Transmission: It is most commonly caused by contamination of a wound, where damaged tissue provides the proper environment for bacterial growth and secretion of neurotoxins.

Clinical Signs: Spastic contraction of muscles (most commonly the facial muscles or "lockjaw"), a "sawhorse" stance (rigid extension of the limbs), prolapsed third eyelid, erect ears, and sardonic grin from facial muscle.

Intestinal Parasites

 

Description: Internal equine parasites are virtually everywhere in the environment and infect almost every horse. If left unchecked, these tiny invaders can cause poor performance, reduced feed efficiency, diarrhea, weight loss, and even death.
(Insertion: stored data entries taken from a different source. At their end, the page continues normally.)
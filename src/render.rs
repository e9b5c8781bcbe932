//! Terminal renderer. Draws a [`Snapshot`] into a pixel buffer and flushes it
//! with half-block characters, two pixels per terminal cell.

use std::io::{self, Write};

use crossterm::{
    cursor, queue,
    style::{self, Color as CColor},
};

use crate::input::ControlMode;
use crate::session::GameState;
use crate::snapshot::{BirdPose, PipeView, Snapshot};

// ── Colors ──────────────────────────────────────────────────────────────────

#[derive(Clone, Copy, PartialEq, Eq, Debug)]
struct Rgb(u8, u8, u8);

impl Rgb {
    const fn lerp(a: Rgb, b: Rgb, t_256: u16) -> Rgb {
        let t = t_256 as i32;
        Rgb(
            (a.0 as i32 + (b.0 as i32 - a.0 as i32) * t / 256) as u8,
            (a.1 as i32 + (b.1 as i32 - a.1 as i32) * t / 256) as u8,
            (a.2 as i32 + (b.2 as i32 - a.2 as i32) * t / 256) as u8,
        )
    }

    const fn dim(self) -> Rgb {
        Rgb(self.0 / 2, self.1 / 2, self.2 / 2)
    }
}

const LETTERBOX: Rgb = Rgb(12, 14, 20);
const SKY_TOP: Rgb = Rgb(70, 180, 200);
const SKY_BOT: Rgb = Rgb(190, 232, 245);
const GRASS: Rgb = Rgb(84, 168, 55);
const GRASS_LIGHT: Rgb = Rgb(110, 200, 70);
const DIRT: Rgb = Rgb(210, 185, 110);
const DIRT_DARK: Rgb = Rgb(185, 160, 90);
const PANEL: Rgb = Rgb(220, 195, 120);
const PIPE_L: Rgb = Rgb(74, 122, 26);
const PIPE_M: Rgb = Rgb(100, 170, 40);
const PIPE_R: Rgb = Rgb(115, 191, 46);
const PIPE_HI: Rgb = Rgb(145, 215, 62);
const CAP_DARK: Rgb = Rgb(60, 100, 20);
const BIRD_Y: Rgb = Rgb(245, 200, 66);
const BIRD_HI: Rgb = Rgb(255, 225, 100);
const BIRD_WING: Rgb = Rgb(215, 165, 35);
const BIRD_EYE: Rgb = Rgb(255, 255, 255);
const BIRD_PUPIL: Rgb = Rgb(20, 20, 20);
const BIRD_BEAK: Rgb = Rgb(225, 75, 35);
const HILL_FAR: Rgb = Rgb(120, 195, 75);
const HILL_NEAR: Rgb = Rgb(95, 175, 55);
const WHITE: Rgb = Rgb(255, 255, 255);
const SHADOW: Rgb = Rgb(30, 30, 30);
const GESTURE: Rgb = Rgb(225, 110, 200);

// ── Pixel buffer with half-block rendering ──────────────────────────────────

struct PixelBuf {
    w: usize,
    h: usize, // pixel height = terminal rows * 2
    px: Vec<Rgb>,
}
Small strongyles (Cyanthostomes) are the most common and economically devastating parasites of adult horses. Small strongyles are dangerous because of their unique ability to encyst inside the horse's intestinal wall for years at a time.

Bots (Gasterophilus spp.) migrate through the mouth and into the stomach, where they may cause ulcers or abscesses. Fall (following the first freeze) is the best time to treat for bots, as the larvae are in the stomach and can be killed all at once.

Large strongyles or bloodworms (Strongylus spp. and Triodontophorus spp.) disrupt blood flow to the intestines, which can result in colic. They can also cause anemia and brain damage.

Roundworms or ascarids (Parascaris equorum) mainly affect young horses (less than 2 years old). They can cause pneumonia (migrate through the lungs), intestinal obstruction, colic, and poor growth.

Pinworms (Oxyruis equi ) irritate the underside of the horse's tail and rectum, causing tail rubbing, tail hair loss, and weight loss.

Hairworms (Trichostrongylus axei ) can cause watery diarrhea. They live in the horse's stomach and small intestine.

Stomach worms (Habronema muscae) live in the horse's stomach lining, causing gastric abscesses or ulcerations.

Tapeworms (Anoplocephala perfoliata and Anoplocephala magna) live at the junction of the small and large intestines. Tapeworm infestation can cause colic, weight loss, and intestinal obstruction.

Transmission: The internal nematode parasite life cycle starts in the pasture, where parasite eggs are shed in the horse's feces. Infective larvae migrate out of the feces and onto nearby grass, where they are swallowed by a grazing horse. The larvae develop in several stages. Depending on the species, they may migrate throughout the body, damaging the stomach, intestines, blood vessels, liver, and lungs. Nematode parasites eventually reach the intestine, where they reach adulthood and begin producing eggs, which are deposited back into the pasture—starting the worm cycle all over again. Bots develop into flies, which then deposit their eggs directly on the horse's body, and the eggs are ingested when the horse grooms itself.

Clinical Signs: Diarrhea, weight loss, poor growth, colic, coughing, loss of appetite, a pot belly appearance, rough hair coat, tail rubbing, and diarrhea.